Eboo: It’s actually so much simpler in practice than it is in theory. I’ll give an example: In any hospital in America at any hour, there are people from very different religious identities — a Muslim surgeon with a Jewish anesthesiologist, with a Mormon nurse, with a Jehovah’s Witness social worker, with a Baptist who is sanitizing the room at a hospital started by a Catholic social order like the Dominicans or the Jesuits, that is run by an agnostic who grew up Buddhist. And every single one of them before they walk into a surgery is having their own kind of moment of prayer or reflection or connection with what they call God. That’s what we see as interfaith work.

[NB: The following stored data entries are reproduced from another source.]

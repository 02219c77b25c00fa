#![cfg_attr(feature = "fail-on-warnings", deny(warnings))]
#![warn(clippy::all, clippy::pedantic, clippy::nursery, clippy::cargo)]
#![allow(clippy::multiple_crate_versions, clippy::cargo_common_metadata)]

//! API request and response types for the KarlCam server.
//!
//! These types are serialized to JSON for the REST API. They are separate
//! from the label store types so the wire contract consumed by the web
//! front end can stay fixed while storage evolves. Field names are
//! `snake_case` on the wire.

use chrono::{DateTime, Utc};
use karlcam_camera_models::Camera;
use karlcam_database_models::Label;
use karlcam_fog_models::FogLevel;
use serde::{Deserialize, Serialize};

/// Default window for the label history endpoint.
pub const DEFAULT_HISTORY_HOURS: u32 = 24;

/// Largest window the label history endpoint serves.
pub const MAX_HISTORY_HOURS: u32 = 168;

/// A fog label as returned by the API.
#[derive(Debug, Clone, PartialEq, Serialize, Deserialize)]
pub struct ApiLabel {
    /// Label id.
    pub id: String,
    /// Camera the label belongs to.
    pub camera_id: String,
    /// Camera display name.
    pub camera_name: String,
    /// When the assessed image was captured (ISO 8601).
    pub timestamp: DateTime<Utc>,
    /// Public URL of the assessed image.
    pub image_url: String,
    /// Fog score, 0-100.
    pub fog_score: f64,
    /// Fog category.
    pub fog_level: FogLevel,
    /// Model confidence, 0.0-1.0.
    pub confidence: f64,
    /// Model explanation.
    pub reasoning: String,
    /// Observed weather tags.
    pub weather_conditions: Vec<String>,
    /// Camera latitude.
    pub latitude: f64,
    /// Camera longitude.
    pub longitude: f64,
    /// Vision provider.
    pub labeler_name: String,
    /// Vision model.
    pub labeler_version: String,
    /// Deployment environment that produced the label.
    pub source_environment: String,
}

impl From<Label> for ApiLabel {
    fn from(label: Label) -> Self {
        Self {
            id: label.id,
            camera_id: label.camera_id,
            camera_name: label.camera_name,
            timestamp: label.captured_at,
            image_url: label.image_url,
            fog_score: label.fog_score,
            fog_level: label.fog_level,
            confidence: label.confidence,
            reasoning: label.reasoning,
            weather_conditions: label.weather_conditions,
            latitude: label.latitude,
            longitude: label.longitude,
            labeler_name: label.labeler_name,
            labeler_version: label.labeler_version,
            source_environment: label.source_environment,
        }
    }
}

/// Where a label response came from.
///
/// The wire values are fixed by existing front-end consumers.
#[derive(Debug, Clone, Copy, PartialEq, Eq, Serialize, Deserialize)]
pub enum ApiLabelSource {
    /// Served from the label store.
    #[serde(rename = "firestore")]
    Cache,
    /// Generated during the request.
    #[serde(rename = "on-demand")]
    Fresh,
    /// No label available right now.
    #[serde(rename = "unavailable")]
    Unavailable,
}

/// Response body of `GET /api/label/{camera_id}`.
#[derive(Debug, Clone, PartialEq, Serialize, Deserialize)]
pub struct ApiLabelResponse {
    /// Provenance of `label`.
    pub source: ApiLabelSource,
    /// The label, `null` when unavailable.
    pub label: Option<ApiLabel>,
}

/// A camera with its current label, if one is fresh.
#[derive(Debug, Clone, PartialEq, Serialize, Deserialize)]
pub struct ApiCamera {
    /// Camera id.
    pub id: String,
    /// Display name.
    pub name: String,
    /// Latitude.
    pub latitude: f64,
    /// Longitude.
    pub longitude: f64,
    /// Optional description.
    pub description: Option<String>,
    /// Current label from the store; never generated by this listing.
    pub current_label: Option<ApiLabel>,
}

impl ApiCamera {
    /// Builds the listing entry for `camera`.
    #[must_use]
    pub fn new(camera: Camera, current_label: Option<Label>) -> Self {
        Self {
            id: camera.id,
            name: camera.name,
            latitude: camera.latitude,
            longitude: camera.longitude,
            description: camera.description,
            current_label: current_label.map(ApiLabel::from),
        }
    }
}

/// Health check response.
#[derive(Debug, Clone, Serialize, Deserialize)]
pub struct ApiHealth {
    /// Whether the server is healthy.
    pub healthy: bool,
    /// Server version.
    pub version: String,
}

/// Error response body.
#[derive(Debug, Clone, Serialize, Deserialize)]
pub struct ApiError {
    /// Human-readable description.
    pub error: String,
}

/// Query parameters for the label history endpoint.
#[derive(Debug, Clone, Default, Deserialize)]
pub struct HistoryParams {
    /// Window in hours.
    pub hours: Option<u32>,
}

impl HistoryParams {
    /// Requested window, defaulting to [`DEFAULT_HISTORY_HOURS`] and
    /// capped to `1..=MAX_HISTORY_HOURS`.
    #[must_use]
    pub fn hours(&self) -> u32 {
        self.hours
            .unwrap_or(DEFAULT_HISTORY_HOURS)
            .clamp(1, MAX_HISTORY_HOURS)
    }
}
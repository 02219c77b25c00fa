//! Google Gemini provider implementation.

use std::time::Duration;

use karlcam_fog_models::LabelerIdentity;
use serde::{Deserialize, Serialize};

use super::{MAX_OUTPUT_TOKENS, TEMPERATURE, VisionProvider, VisionRequest, http_client, preview};
use crate::AiError;

/// Default API base URL.
pub const DEFAULT_BASE_URL: &str = "https://generativelanguage.googleapis.com";

/// Gemini `generateContent` provider.
pub struct GeminiProvider {
    api_key: String,
    model: String,
    base_url: String,
    client: reqwest::Client,
}

impl GeminiProvider {
    /// Creates a new Gemini provider.
    ///
    /// # Errors
    ///
    /// Returns [`AiError::Http`] if the HTTP client cannot be built.
    pub fn new(api_key: String, model: String, timeout: Duration) -> Result<Self, AiError> {
        Ok(Self {
            api_key,
            model,
            base_url: DEFAULT_BASE_URL.to_string(),
            client: http_client(timeout)?,
        })
    }

    /// Points the provider at a different API host.
    #[must_use]
    pub fn with_base_url(mut self, base_url: String) -> Self {
        self.base_url = base_url.trim_end_matches('/').to_string();
        self
    }

    fn endpoint(&self) -> String {
        format!(
            "{}/v1beta/models/{}:generateContent",
            self.base_url, self.model
        )
    }
}

#[derive(Serialize)]
#[serde(rename_all = "camelCase")]
struct GeminiRequest<'a> {
    contents: Vec<GeminiContent<'a>>,
    generation_config: GeminiGenerationConfig,
}

#[derive(Serialize)]
struct GeminiContent<'a> {
    role: &'a str,
    parts: Vec<GeminiPart<'a>>,
}

#[derive(Serialize)]
#[serde(untagged)]
enum GeminiPart<'a> {
    Text { text: &'a str },
    InlineData { inline_data: GeminiInlineData<'a> },
}

#[derive(Serialize)]
struct GeminiInlineData<'a> {
    mime_type: &'a str,
    data: String,
}

#[derive(Serialize)]
#[serde(rename_all = "camelCase")]
struct GeminiGenerationConfig {
    temperature: f32,
    max_output_tokens: u32,
}

#[derive(Deserialize)]
struct GeminiResponse {
    #[serde(default)]
    candidates: Vec<GeminiCandidate>,
}

#[derive(Deserialize)]
struct GeminiCandidate {
    content: Option<GeminiResponseContent>,
}

#[derive(Deserialize)]
struct GeminiResponseContent {
    #[serde(default)]
    parts: Vec<GeminiResponsePart>,
}

#[derive(Deserialize)]
struct GeminiResponsePart {
    text: Option<String>,
}

#[derive(Deserialize)]
struct GeminiError {
    error: GeminiErrorDetail,
}

#[derive(Deserialize)]
struct GeminiErrorDetail {
    message: String,
}

#[async_trait::async_trait]
impl VisionProvider for GeminiProvider {
    async fn generate(&self, request: VisionRequest<'_>) -> Result<String, AiError> {
        let body = GeminiRequest {
            contents: vec![GeminiContent {
                role: "user",
                parts: vec![
                    GeminiPart::Text {
                        text: request.prompt,
                    },
                    GeminiPart::InlineData {
                        inline_data: GeminiInlineData {
                            mime_type: request.mime_type,
                            data: request.image_base64(),
                        },
                    },
                ],
            }],
            generation_config: GeminiGenerationConfig {
                temperature: TEMPERATURE,
                max_output_tokens: MAX_OUTPUT_TOKENS,
            },
        };

        let resp = self
            .client
            .post(self.endpoint())
            .header("x-goog-api-key", &self.api_key)
            .header("Content-Type", "application/json")
            .json(&body)
            .send()
            .await?;

        let status = resp.status();
        let body = resp.text().await?;

        if !status.is_success() {
            let err: GeminiError = serde_json::from_str(&body).unwrap_or_else(|_| GeminiError {
                error: GeminiErrorDetail {
                    message: format!("HTTP {status}: {}", preview(&body)),
                },
            });
            return Err(AiError::Provider {
                message: err.error.message,
            });
        }

        let response: GeminiResponse = serde_json::from_str(&body)?;

        let text: String = response
            .candidates
            .into_iter()
            .next()
            .and_then(|c| c.content)
            .map(|content| {
                content
                    .parts
                    .into_iter()
                    .filter_map(|p| p.text)
                    .collect::<Vec<_>>()
                    .join("")
            })
            .unwrap_or_default();

        if text.trim().is_empty() {
            return Err(AiError::Provider {
                message: "No text content in Gemini response".to_string(),
            });
        }

        Ok(text)
    }

    fn identity(&self) -> LabelerIdentity {
        LabelerIdentity {
            name: "gemini".to_string(),
            version: self.model.clone(),
        }
    }
}
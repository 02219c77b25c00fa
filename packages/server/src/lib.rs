#![cfg_attr(feature = "fail-on-warnings", deny(warnings))]
#![warn(clippy::all, clippy::pedantic, clippy::nursery, clippy::cargo)]
#![allow(clippy::multiple_crate_versions, clippy::cargo_common_metadata)]

//! Actix-Web API server for KarlCam.
//!
//! Serves the current fog label per camera, generating one on demand when
//! the stored label is stale, plus the camera listing and label history
//! used by the map front end. When images are stored on local disk they
//! are served under `/images`.

mod handlers;

use std::sync::Arc;

use actix_cors::Cors;
use actix_files::Files;
use actix_web::{App, HttpServer, middleware, web};
use karlcam_labeler::{Labeler, Provenance};
use karlcam_labeler::setup::labeler_from_env;
use karlcam_server_models::ApiLabelSource;
use karlcam_storage::{LOCAL_IMAGE_ROUTE, local_image_dir_from_env};

/// Shared application state.
pub struct AppState {
    /// Label cache and on-demand generation.
    pub labeler: Arc<Labeler>,
}

/// Wire value for a label's provenance.
#[must_use]
pub const fn label_source(provenance: Provenance) -> ApiLabelSource {
    match provenance {
        Provenance::Cache => ApiLabelSource::Cache,
        Provenance::Fresh => ApiLabelSource::Fresh,
        Provenance::Unavailable => ApiLabelSource::Unavailable,
    }
}

/// Registers the `/api` routes.
pub fn configure(cfg: &mut web::ServiceConfig) {
    cfg.service(
        web::scope("/api")
            .route("/health", web::get().to(handlers::health))
            .route("/cameras", web::get().to(handlers::cameras))
            .route(
                "/cameras/{camera_id}/labels",
                web::get().to(handlers::label_history),
            )
            .route("/label/{camera_id}", web::get().to(handlers::label)),
    );
}

/// Starts the KarlCam API server.
///
/// Builds the labeler from the environment and starts the Actix-Web HTTP
/// server on `BIND_ADDR:PORT` (default `127.0.0.1:8080`). This is a
/// regular async function; the caller provides the runtime (e.g. via
/// `#[actix_web::main]`) and initializes logging.
///
/// # Errors
///
/// Returns an `std::io::Result` error if a collaborator cannot be
/// configured, or if the HTTP server fails to bind or encounters a runtime
/// error.
#[allow(clippy::future_not_send)]
pub async fn run_server() -> std::io::Result<()> {
    log::info!("Configuring labeler...");
    let labeler = labeler_from_env().await.map_err(std::io::Error::other)?;

    let image_dir = local_image_dir_from_env();
    if let Some(dir) = &image_dir {
        std::fs::create_dir_all(dir)?;
        log::info!("Serving {} at {LOCAL_IMAGE_ROUTE}", dir.display());
    }

    let state = web::Data::new(AppState {
        labeler: Arc::new(labeler),
    });

    let bind_addr = std::env::var("BIND_ADDR").unwrap_or_else(|_| "127.0.0.1".to_string());
    let port: u16 = std::env::var("PORT")
        .ok()
        .and_then(|p| p.parse().ok())
        .unwrap_or(8080);

    log::info!("Starting server on {bind_addr}:{port}");

    HttpServer::new(move || {
        let cors = Cors::permissive();

        let mut app = App::new()
            .wrap(cors)
            .wrap(middleware::Logger::default())
            .app_data(state.clone())
            .configure(configure);

        if let Some(dir) = &image_dir {
            app = app.service(Files::new(LOCAL_IMAGE_ROUTE, dir));
        }

        app
    })
    .bind((bind_addr, port))?
    .run()
    .await
}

People from diverse religious backgrounds — who may disagree on some fundamental things about abortion or where to draw the line in Jerusalem or doctrinal matters like the nature of Jesus — who are working together on other fundamental things. That is the genius of American society. We call that civic cooperation. It takes place everywhere all the time.
Think about refugee resettlement. Six of the nine refugee resettlement agencies in America were founded by faith communities. And virtually all of them spend most of their time resettling refugees from a different religion. So you have Jews who founded the Hebrew Immigrant Aid Society, HIAS, in the late 19th century to resettle Jews from Russia. Then, by around the 1970s, most of the Jews who want to be resettled somewhere, whether it’s the United States or Europe or Israel, have been resettled. So does HIAS close? No! They start resettling Cambodian Buddhists. And now they’re resettling Somali Muslims. I think that’s the most inspiring thing in the world. In America, people build institutions — hospitals, social service agencies, colleges, whatever — out of the inspiration of their own faith identity, but the institution serves people of all identities. That is not a common ethos in human history.
But that’s the story of America. That is American pluralism at its best. That is civic cooperation. And I think that we should marvel at that every day.